=== Records for the exercise ===

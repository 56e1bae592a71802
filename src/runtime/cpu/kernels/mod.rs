//! CPU kernels for strided tensor memory
//!
//! Every kernel takes raw element pointers plus per-operand element strides
//! and a starting element offset. Strides may be zero (broadcast) or negative
//! (reversed slices). Outputs are written in row-major order of `shape`.

mod binary;
mod compare;
mod index;
mod logical;
mod memory;
mod unary;

pub use binary::binary_op_strided_kernel;
pub use compare::compare_op_strided_kernel;
pub use index::{gather_kernel, scatter_kernel};
pub use logical::logical_op_strided_kernel;
pub use memory::{cast_copy_strided, fill_strided};
pub use unary::{any_zero_strided, unary_op_strided_kernel};

/// Row-major walk over `shape` tracking one element offset per operand
///
/// Offsets are updated incrementally: advancing dimension `d` adds
/// `strides[d]`, and wrapping it back to zero subtracts `strides[d] * shape[d]`.
pub(crate) struct StridedCursor<'a, const N: usize> {
    shape: &'a [usize],
    strides: [&'a [isize]; N],
    index: Vec<usize>,
    offsets: [isize; N],
}

impl<'a, const N: usize> StridedCursor<'a, N> {
    pub(crate) fn new(shape: &'a [usize], strides: [&'a [isize]; N], offsets: [isize; N]) -> Self {
        debug_assert!(strides.iter().all(|s| s.len() == shape.len()));
        Self {
            shape,
            strides,
            index: vec![0; shape.len()],
            offsets,
        }
    }

    /// Element offsets of the current position
    #[inline]
    pub(crate) fn offsets(&self) -> [isize; N] {
        self.offsets
    }

    /// Move to the next position in row-major order
    #[inline]
    pub(crate) fn step(&mut self) {
        for dim in (0..self.shape.len()).rev() {
            self.index[dim] += 1;
            for (off, strides) in self.offsets.iter_mut().zip(self.strides.iter()) {
                *off += strides[dim];
            }
            if self.index[dim] < self.shape[dim] {
                return;
            }
            let extent = self.shape[dim] as isize;
            for (off, strides) in self.offsets.iter_mut().zip(self.strides.iter()) {
                *off -= strides[dim] * extent;
            }
            self.index[dim] = 0;
        }
    }
}

/// Row-major strides of a contiguous tensor with `shape`
pub(crate) fn contiguous_strides(shape: &[usize]) -> Vec<isize> {
    let mut strides = vec![0isize; shape.len()];
    let mut acc = 1isize;
    for (stride, &dim) in strides.iter_mut().zip(shape.iter()).rev() {
        *stride = acc;
        acc *= dim.max(1) as isize;
    }
    strides
}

===

→ Work order: Print the data in full. Match it exactly.

→ Task solution:
repository 56e1bae592a71802
filename src/runtime/cpu/kernels/mod.rs
//! CPU kernels for strided tensor memory
//!
//! Every kernel takes raw element pointers plus per-operand element strides
//! and a starting element offset. Strides may be zero (broadcast) or negative
//! (reversed slices). Outputs are written in row-major order of `shape`.

mod binary;
mod compare;
mod index;
mod logical;
mod memory;
mod unary;

pub use binary::binary_op_strided_kernel;
pub use compare::compare_op_strided_kernel;
pub use index::{gather_kernel, scatter_kernel};
pub use logical::logical_op_strided_kernel;
pub use memory::{cast_copy_strided, fill_strided};
pub use unary::{any_zero_strided, unary_op_strided_kernel};

/// Row-major walk over `shape` tracking one element offset per operand
///
/// Offsets are updated incrementally: advancing dimension `d` adds
/// `strides[d]`, and wrapping it back to zero subtracts `strides[d] * shape[d]`.
pub(crate) struct StridedCursor<'a, const N: usize> {
    shape: &'a [usize],
    strides: [&'a [isize]; N],
    index: Vec<usize>,
    offsets: [isize; N],
}

impl<'a, const N: usize> StridedCursor<'a, N> {
    pub(crate) fn new(shape: &'a [usize], strides: [&'a [isize]; N], offsets: [isize; N]) -> Self {
        debug_assert!(strides.iter().all(|s| s.len() == shape.len()));
        Self {
            shape,
            strides,
            index: vec![0; shape.len()],
            offsets,
        }
    }

    /// Element offsets of the current position
    #[inline]
    pub(crate) fn offsets(&self) -> [isize; N] {
        self.offsets
    }

    /// Move to the next position in row-major order
    #[inline]
    pub(crate) fn step(&mut self) {
        for dim in (0..self.shape.len()).rev() {
            self.index[dim] += 1;
            for (off, strides) in self.offsets.iter_mut().zip(self.strides.iter()) {
                *off += strides[dim];
            }
            if self.index[dim] < self.shape[dim] {
                return;
            }
            let extent = self.shape[dim] as isize;
            for (off, strides) in self.offsets.iter_mut().zip(self.strides.iter()) {
                *off -= strides[dim] * extent;
            }
            self.index[dim] = 0;
        }
    }
}

/// Row-major strides of a contiguous tensor with `shape`
pub(crate) fn contiguous_strides(shape: &[usize]) -> Vec<isize> {
    let mut strides = vec![0isize; shape.len()];
    let mut acc = 1isize;
    for (stride, &dim) in strides.iter_mut().zip(shape.iter()).rev() {
        *stride = acc;
        acc *= dim.max(1) as isize;
    }
    strides
}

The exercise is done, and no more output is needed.